Sunday, August 14, 2011

Football: It's not cricket

At five minutes past four local time yesterday afternoon Luis Suarez missed a penalty for Liverpool. It would have signalled the first cries of exasperation and the first curses of the new Premier League season in Bar Brits the length and breadth of Mallorca. The footy was back, the Saint Mick was flowing and the tills were alive with the sound of euros.

In a multi-screen Bar Brit would have been a corner of a bar in a foreign land that was forever, or at least on Saturday afternoon, England. An England that once was. Cheers there would have been, but they would have been a momentary distraction for the bellydom bemoaning Suarez's miss. At five minutes past four local time Kevin Pietersen caught Sree Sreesanth. England had thrashed India, had claimed the number one spot in the world test cricket rankings and had restored the order of Empire.

During the lunchtime interval before the confirmation of England's newly acquired status, there was an interview on "Test Match Special". It was with Dan Stevens who plays Matthew Crawley in "Downton Abbey", a period drama set at a time when Empire was starting its decline but when civility was encapsulated by the village green and a gentlemanly ethos of cricketing fair play and values.

Stevens went to Tonbridge School. Its annual fee of over 31,000 pounds is greater than the national average wage and, so, far greater than that earned by inhabitants of inner cities, assuming they earn at all.

Cricket is still a sport of the public school. As it always has been. Yet it was, until around the fifties and sixties, a game of the people as much as football was. It is popular now, but not to the extent it once was. The downturn in its popularity and the supremacy that football assumed coincided with the irreversible changes to English society from the sixties onwards.

Football reigned through the wasteland years of the seventies, the brutality of the eighties and into the newly aspirational nineties, the Premier League being born out of clubs' demands for ever more television money. So started the golden era of English football, golden in terms of the sheer amount of cash the game could generate. It became unquestionably the people's game.

Yet this people's game, at least in its Premier League manifestation, is far removed from the people. They have been taken in, exploited and made complete fools of. But they still lap it up. They still flock to the Bar Brits, donning their replica shirts.

The richness of the sport, the attitudes that surround the game and the exposure of the wealth and misbehaviour of players are the stuff of constant media fascination, fed to a fanaticised public incapable of discerning the degree to which it is being manipulated and driven by the game's marketing. Despite the cost of football, be it that of a Sky subscription or the cost of attendance and travel, the public refuses to turn its back on a sport which has lost any sense of moral compass. The most sickening word in the football vocabulary is a four-letter word - "scum". Teams are scum, other fans are scum. It is a filthy word that sums up the attitudinal wrongs of a sport that in its playing is the preserve of the filthy rich.

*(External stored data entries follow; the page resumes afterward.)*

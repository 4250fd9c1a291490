//! The perlan CLI: play the museum quiz and manage its content from a terminal.

use std::path::PathBuf;
use std::process;

use clap::{Parser, Subcommand};

mod app;
mod commands;

#[derive(Parser)]
#[command(name = "perlan", version, about = "Offline-first Perlan museum trivia quiz")]
struct Cli {
    /// Config file path
    #[arg(long, global = true)]
    config: Option<PathBuf>,

    #[command(subcommand)]
    command: Commands,
}

#[derive(Subcommand)]
enum Commands {
    /// Create a starter perlan.toml and a sample content pack
    Init,

    /// Mirror questions and learning modules from the remote store
    Sync,

    /// Play a round
    Play {
        /// Player name
        #[arg(long)]
        user: String,

        /// Category slug (e.g. "northern-lights"); "general" mixes everything
        #[arg(long, default_value = "general")]
        category: String,

        /// Difficulty: easy, medium, hard
        #[arg(long, default_value = "medium")]
        difficulty: String,

        /// Challenge mode: each question times out
        #[arg(long)]
        challenge: bool,
    },

    /// Show the leaderboard, or one player's stats
    Stats {
        /// Show a single player
        #[arg(long)]
        user: Option<String>,
    },

    /// Manage the question bank
    Questions {
        #[command(subcommand)]
        action: commands::questions::QuestionsAction,
    },

    /// Manage learning modules
    Modules {
        #[command(subcommand)]
        action: commands::modules::ModulesAction,
    },

    /// Add questions and modules from content pack TOML files
    Import {
        /// Path to a .toml content pack or directory
        path: PathBuf,
    },

    /// Validate content pack TOML files
    Validate {
        /// Path to a .toml content pack or directory
        path: PathBuf,
    },

    /// Draft new questions with the configured generator
    Generate {
        /// Category slug
        #[arg(long)]
        category: String,

        /// Difficulty: easy, medium, hard
        #[arg(long, default_value = "medium")]
        difficulty: String,

        /// Number of questions to ask for
        #[arg(long, default_value = "5")]
        count: usize,

        /// Model override
        #[arg(long)]
        model: Option<String>,

        /// Add the drafted questions to the question bank
        #[arg(long)]
        save: bool,
    },

    /// Browse learning modules and mark units complete
    Learn {
        /// Player name
        #[arg(long)]
        user: String,

        /// Module id; lists every module when omitted
        #[arg(long)]
        module: Option<String>,

        /// Unit id to mark complete
        #[arg(long, requires = "module")]
        complete: Option<String>,
    },

    /// Delete all locally cached content, results and stats
    Reset {
        /// Confirm the reset
        #[arg(long)]
        yes: bool,
    },
}

#[tokio::main]
async fn main() {
    let filter = tracing_subscriber::EnvFilter::try_from_default_env().unwrap_or_else(|_| {
        tracing_subscriber::EnvFilter::new("perlan_core=info,perlan_remote=info,perlan=info")
    });
    tracing_subscriber::fmt()
        .with_env_filter(filter)
        .with_writer(std::io::stderr)
        .init();

    let cli = Cli::parse();
    let config = cli.config.as_deref();

    let result = match cli.command {
        Commands::Init => commands::init::execute(),
        Commands::Sync => commands::sync::execute(config).await,
        Commands::Play {
            user,
            category,
            difficulty,
            challenge,
        } => commands::play::execute(config, user, category, difficulty, challenge).await,
        Commands::Stats { user } => commands::stats::execute(config, user),
        Commands::Questions { action } => commands::questions::execute(config, action).await,
        Commands::Modules { action } => commands::modules::execute(config, action).await,
        Commands::Import { path } => commands::import::execute(config, path).await,
        Commands::Validate { path } => commands::validate::execute(path),
        Commands::Generate {
            category,
            difficulty,
            count,
            model,
            save,
        } => commands::generate::execute(config, category, difficulty, count, model, save).await,
        Commands::Learn {
            user,
            module,
            complete,
        } => commands::learn::execute(config, user, module, complete).await,
        Commands::Reset { yes } => commands::reset::execute(config, yes),
    };

    if let Err(e) = result {
        eprintln!("Error: {e:#}");
        process::exit(1);
    }
}
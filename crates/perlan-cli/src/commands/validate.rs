//! The `perlan validate` command.

use std::path::PathBuf;

use anyhow::Result;

use perlan_core::parser::{load_content_directory, parse_content_pack, validate_content_pack};

pub fn execute(path: PathBuf) -> Result<()> {
    let packs = if path.is_dir() {
        load_content_directory(&path)?
    } else {
        vec![parse_content_pack(&path)?]
    };

    let mut total_warnings = 0;

    for pack in &packs {
        println!(
            "Content pack: {} ({} questions, {} modules)",
            pack.name,
            pack.questions.len(),
            pack.modules.len()
        );

        let warnings = validate_content_pack(pack);
        for w in &warnings {
            let prefix = w
                .entity_id
                .as_ref()
                .map(|id| format!("  [{id}]"))
                .unwrap_or_else(|| "  ".to_string());
            println!("{prefix} WARNING: {}", w.message);
        }
        total_warnings += warnings.len();
    }

    if total_warnings == 0 {
        println!("All content packs valid.");
    } else {
        println!("\n{total_warnings} warning(s) found.");
    }

    Ok(())
}
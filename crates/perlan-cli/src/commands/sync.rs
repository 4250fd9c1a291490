//! The `perlan sync` command.

use std::path::Path;

use anyhow::Result;

use crate::app::App;

pub async fn execute(config_path: Option<&Path>) -> Result<()> {
    let app = App::open(config_path)?;
    let report = app.sync.sync_all().await;

    match app.sync.remote() {
        Some(remote) => println!("Remote: {}", remote.name()),
        None => println!("Remote: none (offline)"),
    }
    println!("  questions: {}", report.questions);
    println!("  modules:   {}", report.modules);

    let cache = app.cache();
    println!(
        "Local cache holds {} questions and {} modules.",
        cache.get::<perlan_core::model::Question>()?.len(),
        cache.get::<perlan_core::model::CourseModule>()?.len(),
    );

    app.finish().await;
    Ok(())
}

Cricket has acquired its own wealth, its own disposability, its own attitudinal failures. It is still played on the playing fields of the public schools, attended by the sons of bankers who can afford thirty thousand a year fees. Yet despite its wealth and a history redolent of Empire and the public school, it is more of a people's game in that it has not lost sight of its core values. It comes close to doing so, but somehow manages to pull back from the brink. Fair play just about prevails.

It fails, though, to capture the following of those who inhabit a Bar Brit and who have been sold and continue to be sold a game that is as socially divisive as bankers earning huge bonuses. Football constantly searches for role models, as though this quest were an admission that the game has no core values. And who does it throw up? Terry, Cole, Rooney. Millionaires all.

The Bar Brit football fan who bleats about the criminal avarice of rioters fails to appreciate that what's on a plasma screen on a Saturday afternoon is avarice gone mad. Football is a game lacking a sense of fair play. It is one dominated by its "scum" attitudes and its glamorisation of those of questionable intelligence and personal values. This, not cricket, is what you mainly get on a plasma screen. So why should anyone be surprised when someone smashes a shop window and helps himself to his own screen?